Asiago Stuffed Veal Roll
Stuffing
8 ounces spinach leaves, stems removed
10 cloves garlic, unpeeled
1 tablespoon extra virgin olive oil
1/2 cup fresh bread crumbs
1 ounce Asiago, grated (1/4 cup)
3 tablespoons capers, drained
1 teaspoon oregano
1 teaspoon freshly ground black pepper, to taste
Veal
8 veal scaloppine, each 1/4 to 1/2 inch thick (2 pounds total)
1 1/2 teaspoons Seasoning Salt (page xxx) or salt and freshly ground black pepper, to taste
Kitchen twine
1/4 cup olive oil
3 cups Tomato Sauce
6 sprigs fresh basil, for garnish
Wash and dry the spinach leaves. Place in a large skillet, add 1 tablespoon water, cover, and bring to a boil over high heat. Reduce the heat and steam for 3 minutes. Remove from the heat and remove the cover. Set aside to cool.
Preheat the oven to 350º F.
Place the garlic in a small ovenproof dish and drizzle with the olive oil. Cover with aluminum foil. Place in the oven and roast for 20 minutes, or until soft. Remove from oven, uncover and set aside to cool.
Lay the scallopine on a flat surface covered with waxed paper or plastic wrap, cover with a sheet of waxed paper or plastic wrap. Pound the pieces to a thickness of 1/4 inch. Place the scallopine on a clean sheet of plastic wrap, with the grain all going the same way, so that they slightly overlap each other. Arrange the slices to achieve a final size of about 16 by 12 inches with the long side facing you. Sprinkle the meat with 1/2 teaspoon of the seasoning salt. Open the spinach leaves gently and place on top of the meat, completely covering it. Top the spinach with bread crumbs and cheese, distributing evenly. Sprinkle the capers, oregano, and pepper on top.
Remove the garlic from the oil and squeeze it out of its skin. Smash and flatten with the flat side of a knife. Distribute on top.
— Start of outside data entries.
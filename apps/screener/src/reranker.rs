//! Optional outbound call to an external LLM reranker.
//!
//! The core only ever builds the rerank payload (see [`crate::rerank`]); this
//! module is the host-shell transport that posts it. Degradation is silent
//! by design — a reranker failure never changes a candidate's decision.

use reqwest::Client;
use serde_json::Value;
use tracing::warn;

/// Wraps a `reqwest::Client` pointed at a fixed reranker endpoint.
pub struct RerankerClient {
    client: Client,
    endpoint: String,
    bearer_token: Option<String>,
}

impl RerankerClient {
    pub fn new(endpoint: impl Into<String>, bearer_token: Option<String>) -> Self {
        Self {
            client: Client::new(),
            endpoint: endpoint.into(),
            bearer_token,
        }
    }

    /// POSTs `payload` as `application/json`. Any transport, status, or
    /// decode failure degrades to `None` and is logged as a warning — this
    /// never changes the candidate's decision.
    pub async fn send(&self, payload: &Value) -> Option<Value> {
        let mut request = self.client.post(&self.endpoint).json(payload);
        if let Some(token) = &self.bearer_token {
            request = request.bearer_auth(token);
        }

        let response = match request.send().await {
            Ok(response) => response,
            Err(err) => {
                warn!(error = %err, "reranker request failed");
                return None;
            }
        };

        if !response.status().is_success() {
            warn!(status = %response.status(), "reranker returned non-success status");
            return None;
        }

        match response.json::<Value>().await {
            Ok(value) => Some(value),
            Err(err) => {
                warn!(error = %err, "reranker response was not valid JSON");
                None
            }
        }
    }
}

#[cfg(test)]
mod tests {
    use super::*;

    #[test]
    fn test_client_construction_accepts_optional_token() {
        let with_token = RerankerClient::new("https://example.test/rerank", Some("secret".to_string()));
        let without_token = RerankerClient::new("https://example.test/rerank", None);
        assert_eq!(with_token.endpoint, "https://example.test/rerank");
        assert!(without_token.bearer_token.is_none());
    }
}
Roll the meat fairly tightly, starting with the long bottom edge, to enclose all of the stuffing. Push things back into the roll that pop out and do not worry about any small separations on the interior. Place the long roll on a cutting board and cut in half using a sharp knife, so that you have 2 rolls about 8 by 3 inches. Tie each roll with cotton kitchen twine at 1 inch intervals going around the meat. Tie lengthwise to contain the filling. Rub the veal with the remaining 1 teaspoon seasoning salt.
(The meat may be prepared to this point and refrigerated. If this is done, increase cooking time by 15 minutes.)
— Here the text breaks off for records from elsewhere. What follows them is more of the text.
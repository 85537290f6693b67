//! Provider-neutral job-description schema.

use serde::{Deserialize, Serialize};
use serde_json::{Map, Value};

/// A salary range in Japanese yen. Either bound may be absent (open-ended).
#[derive(Debug, Clone, Default, Serialize, Deserialize)]
#[serde(deny_unknown_fields, default)]
pub struct SalaryRange {
    pub min_jpy: Option<i64>,
    pub max_jpy: Option<i64>,
}

/// Hard requirements attached to a job description; consulted by the
/// aggregator's hard gates (see [`crate::core::evaluate_hard_gates`]).
#[derive(Debug, Clone, Default, Serialize, Deserialize)]
#[serde(deny_unknown_fields, default)]
pub struct JobConstraints {
    pub language: Vec<String>,
    pub location: Vec<String>,
    pub visa: Option<String>,
    pub salary_range: Option<SalaryRange>,
}

/// A single job description. `evaluation_overrides` is a free-form document
/// consulted per evaluator to tune defaults on
/// a per-JD basis without touching evaluator code.
#[derive(Debug, Clone, Serialize, Deserialize)]
pub struct JobDescription {
    pub job_id: String,
    #[serde(default)]
    pub locale: Option<String>,
    #[serde(default)]
    pub role_titles: Vec<String>,
    #[serde(default)]
    pub requirements_text: Vec<String>,
    #[serde(default)]
    pub key_phrases: Vec<String>,
    #[serde(default)]
    pub constraints: JobConstraints,
    #[serde(default)]
    pub evaluation_overrides: Map<String, Value>,
}

impl JobDescription {
    /// A bare-bones JD — handy for evaluator unit tests.
    pub fn new(job_id: impl Into<String>) -> Self {
        Self {
            job_id: job_id.into(),
            locale: None,
            role_titles: Vec::new(),
            requirements_text: Vec::new(),
            key_phrases: Vec::new(),
            constraints: JobConstraints::default(),
            evaluation_overrides: Map::new(),
        }
    }

    /// Looks up `evaluation_overrides.<evaluator>` as a JSON object, if present.
    pub fn overrides_for(&self, evaluator: &str) -> Option<&Map<String, Value>> {
        self.evaluation_overrides.get(evaluator)?.as_object()
    }
}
Preheat the oven to 350º F.
Heat the olive oil in a 12 inch skillet over medium-high heat. Add the veal rolls and sear on all sides, turning as necessary using tongs. Place the veal in a baking dish about 13 x 9 inches. Pour the sauce around and over the veal. Place it in the oven and roast for 45 minutes, or until golden brown and the meat registers 155º F. on a meat thermometer. Remove from the oven and set aside, loosely covered with foil for 15 minutes.
To serve, slice the rolls into 1 inch slices. Place 2 slices on a serving plate and spoon sauce over edge of the slices. Garnish with basil. Pass the remaining sauce.